Items from a data source:
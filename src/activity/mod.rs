pub mod error;
pub mod types;

pub use error::ActivityError;
pub use types::{Activity, Category, FoodType, ShoppingType, TransportMode};
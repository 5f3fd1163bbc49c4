use anyhow::{bail, Context, Result};
use atomic_write_file::AtomicWriteFile;
use std::io::{BufRead, Write};
use std::path::{Path, PathBuf};

use crate::activity::{FoodType, TransportMode};
use crate::config::{get_config_path, validate_config, Config, CountryConfig};
use crate::factors::{FactorTable, FoodFactors, TransportFactors, DEFAULT_BASELINE};
use crate::ledger::DEFAULT_RECENT_LIMIT;

/// Prompt user with a message and return their trimmed input.
fn prompt(message: &str) -> Result<String> {
    print!("{}", message);
    std::io::stdout()
        .flush()
        .context("Failed to flush stdout")?;
    read_answer(&mut std::io::stdin().lock())
}

/// Read one trimmed line. End of input is an error so required prompts cannot loop forever.
fn read_answer<R: BufRead>(reader: &mut R) -> Result<String> {
    let mut input = String::new();
    let bytes = reader
        .read_line(&mut input)
        .context("Failed to read input")?;
    if bytes == 0 {
        bail!("Unexpected end of input");
    }
    Ok(input.trim().to_string())
}

/// Prompt user with a message and a default value. Returns default if input is empty.
fn prompt_with_default(message: &str, default: &str) -> Result<String> {
    let input = prompt(&format!("{} [{}]: ", message, default))?;
    if input.is_empty() {
        Ok(default.to_string())
    } else {
        Ok(input)
    }
}

/// Prompt user with a yes/no question. Returns bool based on input and default.
fn prompt_yes_no(message: &str, default_yes: bool) -> Result<bool> {
    let hint = if default_yes { "Y/n" } else { "y/N" };
    let input = prompt(&format!("{} [{}]: ", message, hint))?;
    let input = input.to_lowercase();
    if input.is_empty() {
        Ok(default_yes)
    } else {
        Ok(input == "y" || input == "yes")
    }
}

/// Keep asking until the user enters a non-negative number.
fn prompt_factor(message: &str, default: f64) -> Result<f64> {
    loop {
        let input = prompt_with_default(message, &default.to_string())?;
        match input.parse::<f64>() {
            Ok(v) if v.is_finite() && v >= 0.0 => return Ok(v),
            Ok(_) => println!("  Invalid: must be non-negative. Try again."),
            Err(_) => println!("  Invalid: must be a non-negative number. Try again."),
        }
    }
}

/// Ask for every factor of a custom country, offering the baseline values as defaults.
fn prompt_country(table: &FactorTable) -> Result<CountryConfig> {
    let code = loop {
        let c = prompt("  Country code (e.g. 'NO'): ")?;
        if !c.is_empty() {
            break c.to_ascii_uppercase();
        }
        println!("  Country code is required.");
    };
    let country_name = loop {
        let n = prompt("  Display name: ")?;
        if !n.is_empty() {
            break n;
        }
        println!("  Display name is required.");
    };

    // Defaults come from the existing entry for this code, or the baseline
    let defaults = table.lookup_country(&code).clone();

    let electricity = prompt_factor("  Electricity (kg CO2 per kWh)", defaults.electricity)?;

    let mut transport = [0.0; 4];
    for (slot, mode) in transport.iter_mut().zip(TransportMode::ALL) {
        *slot = prompt_factor(
            &format!("  {} (kg CO2 per km)", mode.as_str()),
            defaults.transport.get(mode),
        )?;
    }

    let mut food = [0.0; 6];
    for (slot, item) in food.iter_mut().zip(FoodType::ALL) {
        *slot = prompt_factor(
            &format!("  {} (kg CO2 per kg)", item.as_str()),
            defaults.food.get(item),
        )?;
    }

    Ok(CountryConfig {
        code,
        country_name,
        electricity,
        transport: TransportFactors {
            car: transport[0],
            bus: transport[1],
            train: transport[2],
            plane: transport[3],
        },
        food: FoodFactors {
            beef: food[0],
            chicken: food[1],
            pork: food[2],
            fish: food[3],
            vegetables: food[4],
            dairy: food[5],
        },
    })
}

/// Serialize a config and write it atomically, creating parent directories.
pub fn write_config(path: &Path, config: &Config) -> Result<()> {
    let yaml = serde_saphyr::to_string(config)
        .map_err(|e| anyhow::anyhow!("Failed to serialize config: {}", e))?;

    if let Some(parent) = path.parent() {
        std::fs::create_dir_all(parent)
            .with_context(|| format!("Failed to create directory {}", parent.display()))?;
    }

    let mut file = AtomicWriteFile::open(path)
        .with_context(|| format!("Failed to open atomic write file at {}", path.display()))?;
    file.write_all(yaml.as_bytes())
        .with_context(|| format!("Failed to write config to {}", path.display()))?;
    file.commit()
        .with_context(|| format!("Failed to save config to {}", path.display()))?;

    Ok(())
}

/// Run the interactive init wizard to create a config file.
///
/// If `default_path` is Some, uses that as the config file path.
/// Otherwise, prompts the user with the default config path.
pub fn run_init_wizard(default_path: Option<PathBuf>) -> Result<()> {
    println!();
    println!("Carbometric Configuration Wizard");
    println!("================================");
    println!();

    let table = FactorTable::builtin();

    // 1. Custom countries
    println!("Built-in countries:");
    for (code, name) in table.list_countries() {
        println!("  {}  {}", code, name);
    }
    println!();
    println!("You can add a country that is not listed, or override the factors of one that is.");
    let mut countries: Vec<CountryConfig> = Vec::new();
    let mut add_country = prompt_yes_no("Add a custom country?", false)?;
    while add_country {
        countries.push(prompt_country(&table)?);
        add_country = prompt_yes_no("  Add another custom country?", false)?;
    }

    // 2. Baseline country
    println!();
    println!("The baseline country is used when no country is given, or the given one is unknown.");
    let known = FactorTable::builtin()
        .with_overrides(countries.iter().cloned().map(Into::into).collect());
    let country = loop {
        let input = prompt_with_default("Baseline country", DEFAULT_BASELINE)?;
        if known.contains(&input) {
            break input.to_ascii_uppercase();
        }
        println!("  Unknown country code '{}'. Try again.", input);
    };

    // 3. Recent view size
    println!();
    let recent_limit = loop {
        let input = prompt_with_default(
            "How many records should the recent view show?",
            &DEFAULT_RECENT_LIMIT.to_string(),
        )?;
        match input.parse::<usize>() {
            Ok(v) if v > 0 => break v,
            _ => println!("  Invalid: must be a whole number of at least 1. Try again."),
        }
    };

    let config = Config {
        country: if country == DEFAULT_BASELINE {
            None
        } else {
            Some(country)
        },
        recent_limit,
        countries,
    };

    if let Err(errors) = validate_config(&config) {
        anyhow::bail!("Generated config is invalid: {}", errors.join("; "));
    }

    // 4. Config path
    let default_config_path = default_path.unwrap_or_else(get_config_path);
    println!();
    let path_str = prompt_with_default(
        "Where should the config be saved?",
        &default_config_path.display().to_string(),
    )?;
    let config_path = PathBuf::from(&path_str);

    if config_path.exists() {
        let overwrite = prompt_yes_no(
            &format!(
                "Config already exists at {}. Overwrite?",
                config_path.display()
            ),
            false,
        )?;
        if !overwrite {
            println!("Aborted.");
            return Ok(());
        }
    }

    // 5. Write config
    write_config(&config_path, &config)?;

    println!();
    println!("Config written to {}", config_path.display());
    println!("Run `carbometric calc transport car 15` to try it out.");

    Ok(())
}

- REQUIRED ACTION:
Report how many lines of the data above hold the string "format". Nothing else belongs in the answer.

- SOLUTION FOR THIS TASK:
9